An Example of How Professionalism and Boundaries can Become Compromised

This was being discussed in comments sections from an anonymous source in another venue.

What is described below is a situation where there is a risk of a meditation group becoming socially and psychologically inbred.

1) One should not combine the role of meditation teacher and therapist

2) A person who is a therapist and also a meditation teacher should keep those functions separate and never use the therapist role to recruit for his or her religious community, nor should that person use the meditation teacher role to recruit for his or his wife's therapy practice.

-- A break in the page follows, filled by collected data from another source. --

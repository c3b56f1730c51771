//! Single-consumer inference queue.
//!
//! One background task owns the classifier and handles jobs strictly in
//! arrival order, so overlapping requests never reach the model at the same
//! time. A full queue makes `submit` wait.

use std::sync::Arc;
use std::time::Instant;

use tokio::sync::{mpsc, oneshot};
use tracing::{debug, info, warn};

use crate::classifier::Classifier;
use crate::error::{MlError, MlResult};
use crate::types::{Batch, InferenceOutput};

struct InferenceJob {
    batch: Batch,
    reply: oneshot::Sender<MlResult<InferenceOutput>>,
}

/// Handle for submitting batches to the shared classifier.
#[derive(Clone)]
pub struct InferenceQueue {
    tx: mpsc::Sender<InferenceJob>,
    num_labels: usize,
}

impl InferenceQueue {
    /// Spawn the consumer task on the current runtime.
    ///
    /// Every output is validated against `num_labels` before it is returned.
    pub fn spawn(classifier: Arc<dyn Classifier>, capacity: usize, num_labels: usize) -> Self {
        let (tx, rx) = mpsc::channel(capacity.max(1));
        tokio::spawn(consume(classifier, rx, num_labels));
        info!(capacity, num_labels, "Inference queue started");
        Self { tx, num_labels }
    }

    pub fn num_labels(&self) -> usize {
        self.num_labels
    }

    /// Queue a batch and wait for its validated output.
    pub async fn submit(&self, batch: Batch) -> MlResult<InferenceOutput> {
        let (reply, rx) = oneshot::channel();
        self.tx
            .send(InferenceJob { batch, reply })
            .await
            .map_err(|_| MlError::QueueClosed)?;
        rx.await.map_err(|_| MlError::QueueClosed)?
    }
}

async fn consume(
    classifier: Arc<dyn Classifier>,
    mut rx: mpsc::Receiver<InferenceJob>,
    num_labels: usize,
) {
    while let Some(job) = rx.recv().await {
        let start = Instant::now();
        let rows = job.batch.len();

        let result = classifier
            .infer(&job.batch)
            .await
            .and_then(|out| out.validate(rows, num_labels).map(|_| out));

        match &result {
            Ok(_) => debug!(rows, elapsed_ms = start.elapsed().as_millis() as u64, "Inference complete"),
            Err(e) => warn!(rows, error = %e, "Inference failed"),
        }

        if job.reply.send(result).is_err() {
            debug!("Inference caller went away before the reply");
        }
    }
    debug!("Inference queue closed");
}
//! The per-request prediction pipeline.
//!
//! Stages run strictly in order: frame extraction, optical flow, batch
//! building, inference, aggregation. CPU-heavy stages run on a shared rayon
//! pool through `spawn_blocking`; inference goes through the shared
//! [`InferenceQueue`]. A semaphore bounds how many requests are inside the
//! pipeline at once.

use std::path::Path;
use std::sync::Arc;

use tokio::sync::Semaphore;
use tracing::{debug, Instrument};
use uuid::Uuid;

use aline_media::{
    compute_flows, extract_frames, Farneback, FarnebackParams, FfmpegRunner, FlowEstimator,
    FlowFieldSet, FrameSequence, LoadedFlows,
};
use aline_ml_client::{Batch, Classifier, InferenceOutput, InferenceQueue};
use aline_models::{LabelMapping, PipelineParams, PredictionResult, RankingStream};

use crate::aggregate::{aggregate, top_k};
use crate::batch::{build_batch, AppearanceTransform, ChannelMean};
use crate::config::WorkerConfig;
use crate::error::{WorkerError, WorkerResult};
use crate::logging::{Operation, RequestLogger};
use crate::metrics::{record_cleanup_failures, record_request, stages, StageTimer};
use crate::selection::select;
use crate::workspace::RequestWorkspace;

/// Shared pipeline state; one instance serves every request.
pub struct PredictionPipeline {
    config: WorkerConfig,
    labels: Arc<LabelMapping>,
    transform: Arc<AppearanceTransform>,
    estimator: Arc<dyn FlowEstimator>,
    pool: Arc<rayon::ThreadPool>,
    classifier: Arc<dyn Classifier>,
    queue: InferenceQueue,
    runner: FfmpegRunner,
    permits: Arc<Semaphore>,
}

impl PredictionPipeline {
    /// Load the label mapping and channel mean named by `config`.
    ///
    /// Must be called inside a tokio runtime (the inference queue is spawned).
    pub fn new(config: WorkerConfig, classifier: Arc<dyn Classifier>) -> WorkerResult<Self> {
        let labels = LabelMapping::from_file(&config.label_mapping_path).map_err(|e| {
            WorkerError::config_error(format!(
                "label mapping {}: {e}",
                config.label_mapping_path.display()
            ))
        })?;
        Self::with_labels(config, labels, classifier)
    }

    pub fn with_labels(
        config: WorkerConfig,
        labels: LabelMapping,
        classifier: Arc<dyn Classifier>,
    ) -> WorkerResult<Self> {
        let mean = match &config.channel_mean_path {
            Some(path) => ChannelMean::from_file(path)?,
            None => ChannelMean::default(),
        };
        let transform = AppearanceTransform::new(config.input_shape, mean);
        let estimator = flow_estimator(&config.flow_backend)?;

        let threads = config.pool_threads();
        let pool = rayon::ThreadPoolBuilder::new()
            .num_threads(threads)
            .thread_name(|i| format!("aline-cpu-{i}"))
            .build()
            .map_err(|e| WorkerError::config_error(format!("thread pool: {e}")))?;

        let queue = InferenceQueue::spawn(
            Arc::clone(&classifier),
            config.inference_queue_capacity,
            labels.len(),
        );
        let permits = Arc::new(Semaphore::new(config.max_concurrent_requests));

        tracing::info!(
            labels = labels.len(),
            threads,
            max_requests = config.max_concurrent_requests,
            flow_backend = estimator.name(),
            ranking = %config.ranking,
            "Prediction pipeline ready"
        );

        Ok(Self {
            config,
            labels: Arc::new(labels),
            transform: Arc::new(transform),
            estimator,
            pool: Arc::new(pool),
            classifier,
            queue,
            runner: FfmpegRunner::new(),
            permits,
        })
    }

    /// Use a different FFmpeg executable.
    pub fn with_runner(mut self, runner: FfmpegRunner) -> Self {
        self.runner = runner;
        self
    }

    /// Use a different flow estimator.
    pub fn with_estimator(mut self, estimator: Arc<dyn FlowEstimator>) -> Self {
        self.estimator = estimator;
        self
    }

    pub fn config(&self) -> &WorkerConfig {
        &self.config
    }

    pub fn labels(&self) -> &LabelMapping {
        &self.labels
    }

    /// Whether the classifier is reachable.
    pub async fn is_ready(&self) -> bool {
        self.classifier.is_ready().await
    }

    /// Predict actions for a video file.
    ///
    /// `media_url` is the client-visible location of the video; the result
    /// carries it with a cachebuster.
    pub async fn predict_video(
        &self,
        video: &Path,
        media_url: &str,
        params: &PipelineParams,
    ) -> WorkerResult<PredictionResult> {
        let request_id = Uuid::new_v4();
        let logger = RequestLogger::new(&request_id, Operation::PredictVideo);
        let span = logger.create_span();

        let result = self
            .run_video(&request_id, &logger, video, media_url, params)
            .instrument(span)
            .await;
        finish(&logger, result)
    }

    /// Predict actions for a still image.
    ///
    /// The image stands in for every frame and all motion is the neutral
    /// placeholder.
    pub async fn predict_image(
        &self,
        image: &Path,
        media_url: &str,
        params: &PipelineParams,
    ) -> WorkerResult<PredictionResult> {
        let request_id = Uuid::new_v4();
        let logger = RequestLogger::new(&request_id, Operation::PredictImage);
        let span = logger.create_span();

        let result = self
            .run_image(&logger, image, media_url, params)
            .instrument(span)
            .await;
        finish(&logger, result)
    }

    async fn run_video(
        &self,
        request_id: &Uuid,
        logger: &RequestLogger,
        video: &Path,
        media_url: &str,
        params: &PipelineParams,
    ) -> WorkerResult<PredictionResult> {
        params.check().map_err(WorkerError::from_model)?;
        let _permit = self
            .permits
            .acquire()
            .await
            .map_err(|_| WorkerError::internal("pipeline is closed"))?;
        logger.log_start(&format!("video {}", video.display()));

        let workspace = RequestWorkspace::create(&self.config.work_dir, request_id).await?;
        let outcome = self
            .video_stages(logger, &workspace, video, media_url, params)
            .await;

        let report = workspace.cleanup().await;
        report.log(logger.request_id());
        record_cleanup_failures(report.failures.len());
        if !report.is_clean() {
            logger.log_warning(&format!(
                "{} workspace paths could not be removed",
                report.failures.len()
            ));
        }

        outcome
    }

    async fn video_stages(
        &self,
        logger: &RequestLogger,
        workspace: &RequestWorkspace,
        video: &Path,
        media_url: &str,
        params: &PipelineParams,
    ) -> WorkerResult<PredictionResult> {
        let timer = StageTimer::start(stages::EXTRACT);
        let frames = extract_frames(
            &self.runner,
            video,
            params.fps,
            params.crop_size,
            workspace.frames_dir(),
        )
        .await?;
        logger.log_stage(
            stages::EXTRACT,
            timer.finish(),
            &format!("{} frames", frames.len()),
        );

        if frames.len() < params.batch_size {
            return Err(WorkerError::invalid_input(format!(
                "video is too short: {} frames at {} fps, {} needed",
                frames.len(),
                params.fps,
                params.batch_size
            )));
        }
        let selection = select(frames.len(), params.batch_size)?;
        debug!(?selection, "Selected frames");

        let timer = StageTimer::start(stages::FLOW);
        let flows = {
            let frames = frames.clone();
            let out_dir = workspace.flows_dir().to_path_buf();
            let estimator = Arc::clone(&self.estimator);
            let pool = Arc::clone(&self.pool);
            tokio::task::spawn_blocking(move || {
                compute_flows(&frames, &out_dir, estimator.as_ref(), &pool)
            })
            .await
            .map_err(join_error)??
        };
        logger.log_stage(
            stages::FLOW,
            timer.finish(),
            &format!("{} transitions", flows.len()),
        );

        let timer = StageTimer::start(stages::BATCH);
        let batch = self
            .build_batch_blocking(selection, frames, Some(flows), params.window)
            .await?;
        logger.log_stage(stages::BATCH, timer.finish(), &format!("{} rows", batch.len()));

        self.infer_and_aggregate(logger, batch, media_url, params).await
    }

    async fn run_image(
        &self,
        logger: &RequestLogger,
        image: &Path,
        media_url: &str,
        params: &PipelineParams,
    ) -> WorkerResult<PredictionResult> {
        params.check().map_err(WorkerError::from_model)?;
        let _permit = self
            .permits
            .acquire()
            .await
            .map_err(|_| WorkerError::internal("pipeline is closed"))?;
        logger.log_start(&format!("image {}", image.display()));

        let frames = FrameSequence::from_still(image, params.batch_size);
        let selection = select(frames.len(), params.batch_size)?;

        let timer = StageTimer::start(stages::BATCH);
        let batch = self
            .build_batch_blocking(selection, frames, None, params.window)
            .await?;
        logger.log_stage(stages::BATCH, timer.finish(), &format!("{} rows", batch.len()));

        self.infer_and_aggregate(logger, batch, media_url, params).await
    }

    async fn build_batch_blocking(
        &self,
        selection: Vec<usize>,
        frames: FrameSequence,
        flows: Option<FlowFieldSet>,
        window: usize,
    ) -> WorkerResult<Batch> {
        let transform = Arc::clone(&self.transform);
        let pool = Arc::clone(&self.pool);

        tokio::task::spawn_blocking(move || {
            pool.install(|| -> WorkerResult<Batch> {
                let shape = transform.shape();
                let size = (shape.height, shape.width);
                let loaded = match flows {
                    Some(set) => LoadedFlows::load_windows(&set, size, &selection, window)?,
                    None => LoadedFlows::empty(size),
                };
                build_batch(&selection, &frames, &loaded, &transform, window)
            })
        })
        .await
        .map_err(join_error)?
    }

    async fn infer_and_aggregate(
        &self,
        logger: &RequestLogger,
        batch: Batch,
        media_url: &str,
        params: &PipelineParams,
    ) -> WorkerResult<PredictionResult> {
        let timer = StageTimer::start(stages::INFERENCE);
        let output = self.queue.submit(batch).await?;
        logger.log_stage(stages::INFERENCE, timer.finish(), "classifier output validated");

        let timer = StageTimer::start(stages::AGGREGATE);
        log_stream_agreement(&output);
        let ranked = match params.ranking {
            RankingStream::Appearance => &output.appearance,
            RankingStream::Motion => &output.motion,
            RankingStream::Combined => &output.combined,
        };
        let result = aggregate(media_url, ranked, &self.labels, params.top_k)?;
        logger.log_stage(
            stages::AGGREGATE,
            timer.finish(),
            &format!("{} entries ranked by {}", result.len(), params.ranking),
        );

        Ok(result)
    }
}

fn flow_estimator(backend: &str) -> WorkerResult<Arc<dyn FlowEstimator>> {
    match backend {
        "farneback" => {
            let estimator = Farneback::new(FarnebackParams::default())
                .map_err(|e| WorkerError::config_error(e.to_string()))?;
            Ok(Arc::new(estimator))
        }
        #[cfg(feature = "opencv")]
        "opencv" => Ok(Arc::new(aline_media::OpenCvFarneback::new(
            FarnebackParams::default(),
        ))),
        other => Err(WorkerError::config_error(format!(
            "unknown flow backend '{other}'"
        ))),
    }
}

fn join_error(e: tokio::task::JoinError) -> WorkerError {
    WorkerError::internal(format!("blocking task failed: {e}"))
}

/// Debug view of the streams the response does not rank by.
fn log_stream_agreement(output: &InferenceOutput) {
    if !tracing::enabled!(tracing::Level::DEBUG) {
        return;
    }
    for (row, ((a, m), c)) in output
        .appearance
        .outer_iter()
        .zip(output.motion.outer_iter())
        .zip(output.combined.outer_iter())
        .enumerate()
    {
        debug!(
            row,
            appearance = ?top_k(a, 1).first().copied(),
            motion = ?top_k(m, 1).first().copied(),
            combined = ?top_k(c, 1).first().copied(),
            "Per-stream argmax"
        );
    }
}

fn finish(
    logger: &RequestLogger,
    result: WorkerResult<PredictionResult>,
) -> WorkerResult<PredictionResult> {
    match &result {
        Ok(prediction) => {
            record_request("ok");
            logger.log_completion(&format!("{} frame entries", prediction.len()));
        }
        Err(e) => {
            record_request(e.kind());
            logger.log_error(e.kind(), &e.to_string());
        }
    }
    result
}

3) It is hazardous to offer therapy sessions for free unless one does this as part of a clinic that offers free or sliding scale sessions and you are checking in regularly with colleagues.

In the context of a meditation group, getting free therapy sessions from a group teacher who is also a therapist can lead to a very dangerous degree of dependence.

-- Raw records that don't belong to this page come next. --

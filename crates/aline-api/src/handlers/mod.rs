//! HTTP request handlers.

pub mod health;
pub mod predict;

pub use health::{health, ready};
pub use predict::{example, upload_image, upload_video};
//! Shared data models for the ActionLine backend.
//!
//! This crate provides Serde-serializable types for:
//! - The per-frame prediction payload returned to clients
//! - Label mappings (label id to human-readable name)
//! - Per-call pipeline parameters and ranking strategy
//! - Upload classification and filename sanitization

pub mod error;
pub mod labels;
pub mod params;
pub mod prediction;
pub mod upload;

// Re-export common types
pub use error::{ModelError, ModelResult};
pub use labels::LabelMapping;
pub use params::{InputShape, PipelineParams, RankingStream};
pub use prediction::{FramePrediction, LabelPrediction, MediaRef, PredictionResult};
pub use upload::{sanitize_filename, UploadKind};
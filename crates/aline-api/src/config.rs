//! API configuration.

use std::path::PathBuf;
use std::time::Duration;

/// API server configuration.
#[derive(Debug, Clone)]
pub struct ApiConfig {
    /// Server host
    pub host: String,
    /// Server port
    pub port: u16,
    /// CORS origins
    pub cors_origins: Vec<String>,
    /// Upper bound on one prediction, upload excluded
    pub request_timeout: Duration,
    /// Max request body size
    pub max_body_size: usize,
    /// Where uploads are stored and served from under `/videos`
    pub upload_dir: PathBuf,
    /// Environment (development/production)
    pub environment: String,
    /// Expose `/metrics`
    pub metrics_enabled: bool,
}

impl Default for ApiConfig {
    fn default() -> Self {
        Self {
            host: "0.0.0.0".to_string(),
            port: 8000,
            cors_origins: vec!["*".to_string()],
            request_timeout: Duration::from_secs(300),
            max_body_size: 200 * 1024 * 1024, // 200MB
            upload_dir: PathBuf::from("uploads"),
            environment: "development".to_string(),
            metrics_enabled: true,
        }
    }
}

impl ApiConfig {
    /// Create config from environment variables.
    pub fn from_env() -> Self {
        let defaults = Self::default();
        Self {
            host: std::env::var("API_HOST").unwrap_or(defaults.host),
            port: std::env::var("API_PORT")
                .ok()
                .and_then(|s| s.parse().ok())
                .unwrap_or(defaults.port),
            cors_origins: std::env::var("CORS_ORIGINS")
                .map(|s| s.split(',').map(|s| s.trim().to_string()).collect())
                .unwrap_or(defaults.cors_origins),
            request_timeout: std::env::var("REQUEST_TIMEOUT")
                .ok()
                .and_then(|s| s.parse().ok())
                .map(Duration::from_secs)
                .unwrap_or(defaults.request_timeout),
            max_body_size: std::env::var("MAX_BODY_SIZE")
                .ok()
                .and_then(|s| s.parse().ok())
                .unwrap_or(defaults.max_body_size),
            upload_dir: std::env::var("UPLOAD_DIR")
                .map(PathBuf::from)
                .unwrap_or(defaults.upload_dir),
            environment: std::env::var("ENVIRONMENT").unwrap_or(defaults.environment),
            metrics_enabled: std::env::var("METRICS_ENABLED")
                .map(|v| v == "true" || v == "1")
                .unwrap_or(defaults.metrics_enabled),
        }
    }

    /// Check if running in production mode.
    pub fn is_production(&self) -> bool {
        self.environment.to_lowercase() == "production"
    }

    /// Directory holding the canned example videos.
    pub fn examples_dir(&self) -> PathBuf {
        self.upload_dir.join("examples")
    }
}

#[cfg(test)]
mod tests {
    use super::*;

    #[test]
    fn test_defaults() {
        let config = ApiConfig::default();
        assert_eq!(config.port, 8000);
        assert!(!config.is_production());
        assert_eq!(config.examples_dir(), PathBuf::from("uploads/examples"));
    }

    #[test]
    fn test_is_production_ignores_case() {
        let config = ApiConfig {
            environment: "Production".to_string(),
            ..ApiConfig::default()
        };
        assert!(config.is_production());
    }
}
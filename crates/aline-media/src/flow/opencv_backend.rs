//! OpenCV Farneback backend.

use ndarray::Array2;
use opencv::core::{Mat, Vec2f};
use opencv::prelude::*;
use opencv::video::calc_optical_flow_farneback;

use super::{FarnebackParams, FlowEstimator, FlowField};
use crate::error::{MediaError, MediaResult};

/// Farneback flow computed by OpenCV's `calcOpticalFlowFarneback`.
#[derive(Debug, Clone, Default)]
pub struct OpenCvFarneback {
    params: FarnebackParams,
}

impl OpenCvFarneback {
    pub fn new(params: FarnebackParams) -> Self {
        Self { params }
    }
}

fn to_mat(img: &Array2<f32>) -> MediaResult<Mat> {
    let rows: Vec<Vec<u8>> = img
        .rows()
        .into_iter()
        .map(|row| row.iter().map(|v| v.round().clamp(0.0, 255.0) as u8).collect())
        .collect();
    Mat::from_slice_2d(&rows).map_err(cv_error)
}

fn cv_error(e: opencv::Error) -> MediaError {
    MediaError::internal(format!("OpenCV: {e}"))
}

impl FlowEstimator for OpenCvFarneback {
    fn name(&self) -> &'static str {
        "opencv-farneback"
    }

    fn estimate(&self, prev: &Array2<f32>, next: &Array2<f32>) -> MediaResult<FlowField> {
        if prev.dim() != next.dim() {
            return Err(MediaError::internal(format!(
                "frame shapes differ: {:?} vs {:?}",
                prev.dim(),
                next.dim()
            )));
        }

        let prev_mat = to_mat(prev)?;
        let next_mat = to_mat(next)?;
        let mut flow = Mat::default();

        let p = &self.params;
        calc_optical_flow_farneback(
            &prev_mat,
            &next_mat,
            &mut flow,
            p.pyr_scale,
            p.levels as i32,
            p.win_size as i32,
            p.iterations as i32,
            p.poly_n as i32,
            p.poly_sigma,
            0,
        )
        .map_err(cv_error)?;

        let (h, w) = prev.dim();
        let mut field = FlowField::zeros((h, w));
        for y in 0..h {
            for x in 0..w {
                let v = flow.at_2d::<Vec2f>(y as i32, x as i32).map_err(cv_error)?;
                field.dx[[y, x]] = v[0];
                field.dy[[y, x]] = v[1];
            }
        }
        Ok(field)
    }
}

By contrast, there is a Zen community whose ethics guidelines forbid any member of that community to use membership community as a recruitment pool for his or her private practice.

If a meditation teacher sees that someone is in distress, he or she could have a list of recommended therapists--but that persons spouse should not be on the list.

For...how can a person who feels attached to that meditation group feel free to refuse an offer of free therapy from the group leader?

And what if a member of the mediation group has therapy sessions with the leader, or with the leaders' wife and decides that the therapeutic alliance is not working, or something feels wrong or 'icky' about the therapist?

If that person finds he or she distrusts the therapist, he or she may fear speaking up because that would mean losing harmony within the meditation group, as well as having to risk unpleasantness or worse from the therapist.

Quote

Anonymous said...
Therapist/couselors/psychologists seem to be a category looking for any handle to stand out and be noted for being of quality

I surmise this

I sat with one guy who headed a (Buddhist) sitting group he put flyers on the butsudan of his and his wife's therapy groups (she belonged to the same zendo he did).

It felt like he was using the group to bolster his private practice.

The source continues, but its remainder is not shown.